_Task requirements:_ Once the line containing "if len == 0" is found in the records below, return it and each following line exactly, up to and including the line containing "California Method so", and nothing else.

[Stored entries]
__________________________________________________

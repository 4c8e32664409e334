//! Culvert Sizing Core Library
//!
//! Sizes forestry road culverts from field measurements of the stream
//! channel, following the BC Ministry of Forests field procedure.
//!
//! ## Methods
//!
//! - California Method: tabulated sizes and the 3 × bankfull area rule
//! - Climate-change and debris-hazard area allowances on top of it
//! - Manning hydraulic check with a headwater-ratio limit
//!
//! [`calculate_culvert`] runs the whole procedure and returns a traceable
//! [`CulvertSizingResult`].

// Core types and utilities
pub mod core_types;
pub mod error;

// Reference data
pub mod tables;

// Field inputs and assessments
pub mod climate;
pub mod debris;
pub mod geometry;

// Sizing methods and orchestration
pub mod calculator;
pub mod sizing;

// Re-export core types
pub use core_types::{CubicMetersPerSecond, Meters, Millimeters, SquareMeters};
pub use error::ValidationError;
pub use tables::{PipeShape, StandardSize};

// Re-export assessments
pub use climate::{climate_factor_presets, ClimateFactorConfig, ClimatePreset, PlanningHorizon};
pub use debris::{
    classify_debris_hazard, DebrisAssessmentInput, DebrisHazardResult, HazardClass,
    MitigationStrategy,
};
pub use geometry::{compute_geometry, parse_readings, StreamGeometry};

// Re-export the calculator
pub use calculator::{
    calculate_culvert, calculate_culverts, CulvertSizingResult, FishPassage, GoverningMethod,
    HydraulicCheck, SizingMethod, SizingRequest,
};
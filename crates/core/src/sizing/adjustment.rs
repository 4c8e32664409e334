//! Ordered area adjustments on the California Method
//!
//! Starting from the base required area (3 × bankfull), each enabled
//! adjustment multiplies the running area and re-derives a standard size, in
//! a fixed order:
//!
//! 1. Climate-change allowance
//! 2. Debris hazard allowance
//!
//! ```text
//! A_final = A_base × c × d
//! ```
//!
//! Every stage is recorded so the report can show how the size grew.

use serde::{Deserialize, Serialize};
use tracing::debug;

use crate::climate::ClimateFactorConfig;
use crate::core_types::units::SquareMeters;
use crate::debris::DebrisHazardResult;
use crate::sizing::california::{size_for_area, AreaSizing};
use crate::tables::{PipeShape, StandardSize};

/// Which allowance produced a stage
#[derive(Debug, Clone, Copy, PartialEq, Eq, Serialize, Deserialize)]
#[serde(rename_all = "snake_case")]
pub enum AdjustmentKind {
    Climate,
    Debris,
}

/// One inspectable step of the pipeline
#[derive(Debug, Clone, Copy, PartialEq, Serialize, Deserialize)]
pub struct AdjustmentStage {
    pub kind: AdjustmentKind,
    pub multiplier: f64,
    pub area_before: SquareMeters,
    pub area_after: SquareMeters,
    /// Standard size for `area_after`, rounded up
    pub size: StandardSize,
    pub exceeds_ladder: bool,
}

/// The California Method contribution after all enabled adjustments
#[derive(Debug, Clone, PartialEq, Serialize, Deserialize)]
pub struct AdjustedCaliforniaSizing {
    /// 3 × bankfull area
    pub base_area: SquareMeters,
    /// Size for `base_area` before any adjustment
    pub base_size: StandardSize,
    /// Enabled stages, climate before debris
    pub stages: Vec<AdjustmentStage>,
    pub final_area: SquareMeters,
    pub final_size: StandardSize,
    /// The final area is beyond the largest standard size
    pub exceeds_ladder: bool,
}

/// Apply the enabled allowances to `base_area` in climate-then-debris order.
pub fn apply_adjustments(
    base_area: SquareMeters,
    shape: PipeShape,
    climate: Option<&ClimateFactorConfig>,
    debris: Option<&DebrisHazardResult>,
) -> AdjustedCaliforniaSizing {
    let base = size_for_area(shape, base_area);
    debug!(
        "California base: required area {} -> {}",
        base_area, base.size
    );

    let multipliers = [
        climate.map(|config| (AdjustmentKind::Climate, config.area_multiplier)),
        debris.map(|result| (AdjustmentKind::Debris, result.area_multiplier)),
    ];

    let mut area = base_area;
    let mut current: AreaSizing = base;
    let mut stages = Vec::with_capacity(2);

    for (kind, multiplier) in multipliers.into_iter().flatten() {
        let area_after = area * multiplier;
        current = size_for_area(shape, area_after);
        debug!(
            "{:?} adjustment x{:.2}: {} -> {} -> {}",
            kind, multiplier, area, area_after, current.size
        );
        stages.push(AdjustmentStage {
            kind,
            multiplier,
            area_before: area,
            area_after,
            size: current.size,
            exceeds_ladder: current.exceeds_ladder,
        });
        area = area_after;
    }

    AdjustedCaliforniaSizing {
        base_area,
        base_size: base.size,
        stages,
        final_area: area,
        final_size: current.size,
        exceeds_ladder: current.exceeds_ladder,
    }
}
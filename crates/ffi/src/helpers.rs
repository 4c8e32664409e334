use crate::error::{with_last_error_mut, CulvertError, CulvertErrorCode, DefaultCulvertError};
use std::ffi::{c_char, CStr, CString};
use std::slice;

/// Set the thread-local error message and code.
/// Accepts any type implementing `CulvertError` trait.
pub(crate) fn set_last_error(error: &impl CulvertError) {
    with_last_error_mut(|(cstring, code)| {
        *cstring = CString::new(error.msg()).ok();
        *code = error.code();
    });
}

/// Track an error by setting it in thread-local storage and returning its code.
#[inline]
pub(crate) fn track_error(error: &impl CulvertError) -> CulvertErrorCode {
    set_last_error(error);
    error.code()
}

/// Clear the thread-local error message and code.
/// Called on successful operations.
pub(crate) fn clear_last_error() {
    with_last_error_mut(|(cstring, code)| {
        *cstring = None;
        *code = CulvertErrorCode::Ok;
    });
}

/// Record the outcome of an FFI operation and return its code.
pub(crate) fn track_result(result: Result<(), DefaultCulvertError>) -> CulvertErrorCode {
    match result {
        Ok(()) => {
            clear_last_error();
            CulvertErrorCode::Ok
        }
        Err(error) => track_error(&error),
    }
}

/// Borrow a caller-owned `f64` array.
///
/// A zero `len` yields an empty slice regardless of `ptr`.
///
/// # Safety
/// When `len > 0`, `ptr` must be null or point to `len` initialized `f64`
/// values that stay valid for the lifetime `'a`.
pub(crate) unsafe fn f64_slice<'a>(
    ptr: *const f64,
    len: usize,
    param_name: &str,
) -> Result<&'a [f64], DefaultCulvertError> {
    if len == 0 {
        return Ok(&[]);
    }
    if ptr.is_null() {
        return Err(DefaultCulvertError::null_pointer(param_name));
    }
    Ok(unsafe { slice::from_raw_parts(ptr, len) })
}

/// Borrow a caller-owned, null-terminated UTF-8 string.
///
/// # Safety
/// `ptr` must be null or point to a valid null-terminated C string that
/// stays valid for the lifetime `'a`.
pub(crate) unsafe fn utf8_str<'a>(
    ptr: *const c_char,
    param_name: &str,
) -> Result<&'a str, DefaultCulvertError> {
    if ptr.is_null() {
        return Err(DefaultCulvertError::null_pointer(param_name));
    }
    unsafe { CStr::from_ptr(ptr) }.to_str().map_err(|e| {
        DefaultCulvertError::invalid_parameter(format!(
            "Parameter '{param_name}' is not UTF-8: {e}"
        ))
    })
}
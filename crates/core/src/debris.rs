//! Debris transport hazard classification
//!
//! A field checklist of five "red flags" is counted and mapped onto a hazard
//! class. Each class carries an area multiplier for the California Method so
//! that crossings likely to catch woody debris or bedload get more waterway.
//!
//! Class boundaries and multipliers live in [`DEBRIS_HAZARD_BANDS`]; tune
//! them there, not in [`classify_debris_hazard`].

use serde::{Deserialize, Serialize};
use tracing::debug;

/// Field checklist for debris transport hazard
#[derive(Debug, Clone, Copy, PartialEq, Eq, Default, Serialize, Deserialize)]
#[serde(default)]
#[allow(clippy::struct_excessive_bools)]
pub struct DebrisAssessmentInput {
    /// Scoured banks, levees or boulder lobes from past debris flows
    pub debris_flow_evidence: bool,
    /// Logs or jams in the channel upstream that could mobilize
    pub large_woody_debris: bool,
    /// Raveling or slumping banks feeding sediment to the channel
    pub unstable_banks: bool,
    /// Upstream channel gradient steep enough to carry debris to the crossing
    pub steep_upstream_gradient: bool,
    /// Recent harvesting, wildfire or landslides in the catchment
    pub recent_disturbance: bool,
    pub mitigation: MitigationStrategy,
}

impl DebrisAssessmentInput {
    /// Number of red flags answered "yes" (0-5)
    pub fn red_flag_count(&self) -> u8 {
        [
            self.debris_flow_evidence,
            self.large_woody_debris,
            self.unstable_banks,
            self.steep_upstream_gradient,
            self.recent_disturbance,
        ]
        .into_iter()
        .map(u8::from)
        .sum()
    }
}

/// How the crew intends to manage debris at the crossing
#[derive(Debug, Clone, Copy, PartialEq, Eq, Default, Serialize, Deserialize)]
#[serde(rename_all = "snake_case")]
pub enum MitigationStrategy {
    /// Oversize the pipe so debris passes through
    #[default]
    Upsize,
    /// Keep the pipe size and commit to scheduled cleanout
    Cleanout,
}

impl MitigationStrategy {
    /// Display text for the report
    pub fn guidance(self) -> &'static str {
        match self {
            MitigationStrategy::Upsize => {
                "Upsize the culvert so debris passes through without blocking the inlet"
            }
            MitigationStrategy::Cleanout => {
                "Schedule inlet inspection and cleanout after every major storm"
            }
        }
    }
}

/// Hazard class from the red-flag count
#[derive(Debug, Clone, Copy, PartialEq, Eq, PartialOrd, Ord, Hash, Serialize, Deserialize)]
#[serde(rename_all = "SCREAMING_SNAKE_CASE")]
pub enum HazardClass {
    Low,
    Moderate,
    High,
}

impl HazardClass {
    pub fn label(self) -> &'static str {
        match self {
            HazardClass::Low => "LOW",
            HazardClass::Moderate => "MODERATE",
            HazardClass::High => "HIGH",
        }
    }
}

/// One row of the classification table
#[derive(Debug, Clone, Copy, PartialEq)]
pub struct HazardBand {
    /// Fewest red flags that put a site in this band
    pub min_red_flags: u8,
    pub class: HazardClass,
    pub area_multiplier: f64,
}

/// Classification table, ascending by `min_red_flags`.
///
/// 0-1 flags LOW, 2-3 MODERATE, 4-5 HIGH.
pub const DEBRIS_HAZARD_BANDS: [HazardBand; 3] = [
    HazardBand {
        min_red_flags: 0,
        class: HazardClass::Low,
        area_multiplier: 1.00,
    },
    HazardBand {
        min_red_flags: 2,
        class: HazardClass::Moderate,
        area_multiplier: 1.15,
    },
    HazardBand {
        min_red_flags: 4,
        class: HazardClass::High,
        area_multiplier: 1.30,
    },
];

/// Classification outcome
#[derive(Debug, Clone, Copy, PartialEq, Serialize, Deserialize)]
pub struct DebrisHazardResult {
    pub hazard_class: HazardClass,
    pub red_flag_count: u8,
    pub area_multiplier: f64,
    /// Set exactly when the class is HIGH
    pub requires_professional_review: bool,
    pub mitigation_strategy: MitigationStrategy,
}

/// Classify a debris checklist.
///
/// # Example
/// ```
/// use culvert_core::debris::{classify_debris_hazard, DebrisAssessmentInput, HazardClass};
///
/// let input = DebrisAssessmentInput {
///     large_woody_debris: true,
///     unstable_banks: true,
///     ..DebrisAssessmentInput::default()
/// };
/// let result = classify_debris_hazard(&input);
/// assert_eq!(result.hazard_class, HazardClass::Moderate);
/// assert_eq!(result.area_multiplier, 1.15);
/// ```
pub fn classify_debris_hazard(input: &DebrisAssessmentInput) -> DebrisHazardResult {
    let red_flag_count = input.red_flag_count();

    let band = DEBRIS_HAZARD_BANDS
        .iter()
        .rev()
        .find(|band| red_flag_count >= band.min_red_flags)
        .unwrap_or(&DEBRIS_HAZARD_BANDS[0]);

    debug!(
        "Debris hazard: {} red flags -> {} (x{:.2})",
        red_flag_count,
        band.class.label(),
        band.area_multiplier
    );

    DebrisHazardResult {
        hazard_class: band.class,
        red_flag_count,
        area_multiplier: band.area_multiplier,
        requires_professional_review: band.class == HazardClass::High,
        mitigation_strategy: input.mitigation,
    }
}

__________________________________________________

_Task response:_
    if len == 0 {
        return Ok(&[]);
    }
    if ptr.is_null() {
        return Err(DefaultCulvertError::null_pointer(param_name));
    }
    Ok(unsafe { slice::from_raw_parts(ptr, len) })
}

/// Borrow a caller-owned, null-terminated UTF-8 string.
///
/// # Safety
/// `ptr` must be null or point to a valid null-terminated C string that
/// stays valid for the lifetime `'a`.
pub(crate) unsafe fn utf8_str<'a>(
    ptr: *const c_char,
    param_name: &str,
) -> Result<&'a str, DefaultCulvertError> {
    if ptr.is_null() {
        return Err(DefaultCulvertError::null_pointer(param_name));
    }
    unsafe { CStr::from_ptr(ptr) }.to_str().map_err(|e| {
        DefaultCulvertError::invalid_parameter(format!(
            "Parameter '{param_name}' is not UTF-8: {e}"
        ))
    })
}
filename crates/core/src/debris.rs
//! Debris transport hazard classification
//!
//! A field checklist of five "red flags" is counted and mapped onto a hazard
//! class. Each class carries an area multiplier for the California Method so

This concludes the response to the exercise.